This skyrocketing inflation is not just because of the prolonged and virulent Covid-19 pandemic that caused disruption in global supply chains, but it is now being caused by the vicious Russia-Ukraine war. This conflict has upset the entire world economy and businesses have been left to face untold and unpredictable consequences, none of which will be easy on anyone.
Central banks in dilemma
Central banks around the world have had to raise interest rates to curb a growing inflation, or at least keep it in control with stimulus packages being pumped in. There are also expectations of higher interest rates in the near future like in the US, U.K., Canada, and Australia. According to data from the CME Group and the US Federal Reserve (FED), there is a 100% probability that interest rates will be raised in March, and there is more than a 60% probability that the FED will increase interest rates by six to seven times this year.
However, there are still many opinions that due to the Russia-Ukraine war the central banks will change their monetary policy, i.e. not increase interest rates anymore, or even return to loosening money to boost the economy, thereby boosting financial markets. This point of view explains the fact that during the 2008 financial crisis, the central banks also pumped money quickly and abundantly, and inflation barely reached the target for more than a decade afterwards. However, at that time, the FED mainly pumped money into the financial system, specifically banks, to solve bad loans. From 2020 until now, money has been injected directly into the economy and even delivered to consumers, which has strongly activated inflation.
Now central banks are stuck in a dilemma, because keeping interest rates low will help promote economic recovery, but then it will increase the risk of escalating commodity prices, thereby causing inflation. Tightening policies can help quell inflation by restraining demand, but demand for goods also declines when economic stimulus packages lose their effect, especially in the ongoing Covid-19 pandemic situation which has not yet ended entirely.
Currently, the rising commodity prices show no sign of stopping, with oil prices surpassing the USD 100 per barrel mark, and the Russia-Ukraine war likely to continue to push prices higher in the near future, which will put more pressure on inflation. When other energy sources such as coal prices doubled in early March, at one point this price increased by nearly 50% in just one day. It should be noted that energy prices are always a huge input cost of businesses, thereby continuing to weigh on production and business costs and other goods, leading to even worse inflation.

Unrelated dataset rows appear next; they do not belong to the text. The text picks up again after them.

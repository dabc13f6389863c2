// Copyright (C) 2013-2020 Blockstack PBC, a public benefit corporation
// Copyright (C) 2020-2024 Stacks Open Internet Foundation
//
// This program is free software: you can redistribute it and/or modify
// it under the terms of the GNU General Public License as published by
// the Free Software Foundation, either version 3 of the License, or
// (at your option) any later version.
//
// This program is distributed in the hope that it will be useful,
// but WITHOUT ANY WARRANTY; without even the implied warranty of
// MERCHANTABILITY or FITNESS FOR A PARTICULAR PURPOSE.  See the
// GNU General Public License for more details.
//
// You should have received a copy of the GNU General Public License
// along with this program.  If not, see <http://www.gnu.org/licenses/>.

#[macro_use]
pub mod log;
#[macro_use]
pub mod macros;
pub mod hash;
pub mod secp256k1;

/// Hex deserialization error
#[derive(thiserror::Error, Copy, Clone, PartialEq, Eq, Debug)]
pub enum HexError {
    /// Odd number of hex digits, or the wrong number of bytes for the target type
    #[error("bad length {0} for hex string")]
    BadLength(usize),
    /// Non-hex character in string
    #[error("bad character {0} for hex string")]
    BadCharacter(char),
}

Therefore, even if the war is over in the near future, the inevitable consequences of its devastation will affect the economy for very many years to come. To mitigate this effect for the long term, central banks around the world are racing to increase interest rates as well as tighten monetary policy.
Inflation target
Inflation is often mentioned with a negative connotation, especially at the present sensitive time, and some people are even obsessed with it. However, inflation is an important part of economic growth and it is especially good when inflation is around the target level. Normally, the target inflation rate is set by the National Assembly of each country at the beginning of the year. Currently, the inflation targets of both U.K. and the US have been set at around 2%.
Target inflation is calculated based on the price increase that is moderate enough for businesses and manufacturers to sell the same quantity of goods but achieve a higher income than before. This will stimulate them to continue doing business, innovate, and offer better products and services. This calculation also includes the consumer income rising proportionally or exceedingly so that they won't see inflation as a problem. Things only get complicated when incomes can't grow, and inflation is too far off target.

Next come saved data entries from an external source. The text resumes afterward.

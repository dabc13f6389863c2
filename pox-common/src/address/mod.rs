// Copyright (C) 2013-2020 Blockstack PBC, a public benefit corporation
// Copyright (C) 2020-2024 Stacks Open Internet Foundation
//
// This program is free software: you can redistribute it and/or modify
// it under the terms of the GNU General Public License as published by
// the Free Software Foundation, either version 3 of the License, or
// (at your option) any later version.
//
// This program is distributed in the hope that it will be useful,
// but WITHOUT ANY WARRANTY; without even the implied warranty of
// MERCHANTABILITY or FITNESS FOR A PARTICULAR PURPOSE.  See the
// GNU General Public License for more details.
//
// You should have received a copy of the GNU General Public License
// along with this program.  If not, see <http://www.gnu.org/licenses/>.

pub mod c32;

pub const C32_ADDRESS_VERSION_MAINNET_SINGLESIG: u8 = 22; // P
pub const C32_ADDRESS_VERSION_MAINNET_MULTISIG: u8 = 20; // M
pub const C32_ADDRESS_VERSION_TESTNET_SINGLESIG: u8 = 26; // T
pub const C32_ADDRESS_VERSION_TESTNET_MULTISIG: u8 = 21; // N

#[derive(thiserror::Error, Debug, PartialEq, Eq, Clone)]
pub enum Error {
    #[error("Invalid crockford 32 string")]
    InvalidCrockford32,
    #[error("Invalid address version: {0}")]
    InvalidVersion(u8),
    #[error("Bad checksum: computed {0:08x}, expected {1:08x}")]
    BadChecksum(u32, u32),
    #[error("Address payload is not 20 bytes")]
    InvalidPayloadLength,
    #[error("Invalid contract name: {0}")]
    InvalidContractName(String),
}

When inflation shows signs of getting out of control, central banks and governments are forced to act by tightening monetary and fiscal policies, including increasing interest rates. As rising interest rates help keep inflation under control while the economy still maintains a stable growth rate, everything is still good and the financial market is still supported. On the contrary, if inflation is out of control, the economy will deviate from the trajectory.
Cautious investment
Typically, businesses and consumers are most directly affected by inflation, as their input costs not only increase but also increase too rapidly. In addition, the increase in borrowing costs will easily make bad debts also increase and people have to limit the use of leverage, thereby reducing cash flow to the economy and financial markets. Inflation clearly has a negative impact on income as people are forced to save more and spend less. This makes it very difficult for business sales and wages to increase.
The biggest thing about the stock market, real estate and digital assets is that many investors who make money from these think it's very easy. In such a situation, cash flow is often withdrawn from risk groups such as securities and real estate, and shifted to traditional safer channels such as gold, bonds, insurance, and savings. In particular, gold benefits greatly when there is instability and high inflation. The proof is that in the first three months of this year, gold was the best growth channel and could increase even higher in the coming year. Many expect the price to surpass the historic peak of USD 2,075 per oz. this year, so gold is a potential investment in 2022.
However, gold will face a disadvantage when the economy becomes stable again and risk channels such as real estate and securities are rallied and inflation is well in control. Therefore, every investor should only hold a certain percentage of gold in the business portfolio in case the economy becomes unstable, as inflation is often accompanied by high-interest rates.